Records supplied —
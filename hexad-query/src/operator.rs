//! The operator interface
//!
//! Every node of a query tree implements [`Operation`]. The planner wires
//! operations into a tree; evaluation asks the root for its result, which
//! pulls the children's results in turn.
//!
//! `as_string` doubles as the result-cache key, so implementations must
//! render variable lists in a stable (alphabetical) order: equivalent
//! queries must produce identical keys.

use crate::chunks::TableChunks;
use crate::context::ExecutionContext;
use crate::error::Result;
use crate::result::QueryResult;
use crate::variable::VariableToColumnMap;
use hexad_core::{IdTable, SharedLocalVocab};

/// A query-tree node.
pub trait Operation: Send + Sync {
    /// Evaluate this node.
    fn compute_result(&self, ctx: &ExecutionContext) -> Result<QueryResult>;

    /// Number of output columns.
    fn result_width(&self) -> usize;

    /// Columns the output is guaranteed to be sorted by.
    fn result_sorted_on(&self) -> Vec<usize>;

    /// Output variables and their columns.
    fn variable_columns(&self) -> &VariableToColumnMap;

    /// Estimated number of result rows.
    fn size_estimate(&self) -> usize;

    /// Estimated evaluation cost.
    fn cost_estimate(&self) -> usize;

    /// Estimated multiplicity of the given output column.
    fn multiplicity(&self, _column: usize) -> f64 {
        1.0
    }

    /// Textual form of the subtree, used as cache key and for debugging.
    fn as_string(&self, indent: usize) -> String;
}

/// Boxed operation for tree composition.
pub type BoxedOperation = Box<dyn Operation>;

/// Variable names of a column map in alphabetical order, for cache keys.
pub fn sorted_variable_names(variables: &VariableToColumnMap) -> Vec<String> {
    let mut names: Vec<String> = variables.keys().map(|v| v.name().to_string()).collect();
    names.sort();
    names
}

/// An operation around an already computed table.
///
/// Serves as the leaf under test harnesses and as the adapter for cached
/// results. Can replay its table either materialized or as a lazy stream
/// of fixed-size chunks.
pub struct PrecomputedOperation {
    table: IdTable,
    sorted_by: Vec<usize>,
    variables: VariableToColumnMap,
    local_vocab: SharedLocalVocab,
    lazy_chunk_rows: Option<usize>,
}

impl PrecomputedOperation {
    /// Replay `table` as a materialized result.
    pub fn materialized(
        table: IdTable,
        sorted_by: Vec<usize>,
        variables: VariableToColumnMap,
    ) -> Self {
        Self {
            table,
            sorted_by,
            variables,
            local_vocab: SharedLocalVocab::default(),
            lazy_chunk_rows: None,
        }
    }

    /// Replay `table` as a lazy stream of `chunk_rows`-sized chunks.
    pub fn lazy(
        table: IdTable,
        sorted_by: Vec<usize>,
        variables: VariableToColumnMap,
        chunk_rows: usize,
    ) -> Self {
        Self {
            table,
            sorted_by,
            variables,
            local_vocab: SharedLocalVocab::default(),
            lazy_chunk_rows: Some(chunk_rows.max(1)),
        }
    }

    /// Attach a local vocabulary to the replayed result.
    pub fn with_local_vocab(mut self, local_vocab: SharedLocalVocab) -> Self {
        self.local_vocab = local_vocab;
        self
    }
}

impl Operation for PrecomputedOperation {
    fn compute_result(&self, _ctx: &ExecutionContext) -> Result<QueryResult> {
        match self.lazy_chunk_rows {
            None => QueryResult::materialized(
                self.table.clone(),
                self.sorted_by.clone(),
                self.local_vocab.clone(),
            ),
            Some(chunk_rows) => {
                let mut chunks = Vec::new();
                let mut offset = 0;
                while offset < self.table.num_rows() {
                    chunks.push(self.table.window(offset, chunk_rows));
                    offset += chunk_rows;
                }
                Ok(QueryResult::lazy(
                    TableChunks::new(chunks),
                    self.sorted_by.clone(),
                    self.local_vocab.clone(),
                ))
            }
        }
    }

    fn result_width(&self) -> usize {
        self.table.num_columns()
    }

    fn result_sorted_on(&self) -> Vec<usize> {
        self.sorted_by.clone()
    }

    fn variable_columns(&self) -> &VariableToColumnMap {
        &self.variables
    }

    fn size_estimate(&self) -> usize {
        self.table.num_rows()
    }

    fn cost_estimate(&self) -> usize {
        self.table.num_rows()
    }

    fn as_string(&self, indent: usize) -> String {
        format!(
            "{}PRECOMPUTED {}x{} [{}]",
            " ".repeat(indent),
            self.table.num_rows(),
            self.table.num_columns(),
            sorted_variable_names(&self.variables).join(", "),
        )
    }
}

Problem to solve —
Search the material above for lines containing the string "SharedLocalVocab", then pull them out.

Solution below —
use hexad_core::{IdTable, SharedLocalVocab};
    local_vocab: SharedLocalVocab,
            local_vocab: SharedLocalVocab::default(),
            local_vocab: SharedLocalVocab::default(),
    pub fn with_local_vocab(mut self, local_vocab: SharedLocalVocab) -> Self {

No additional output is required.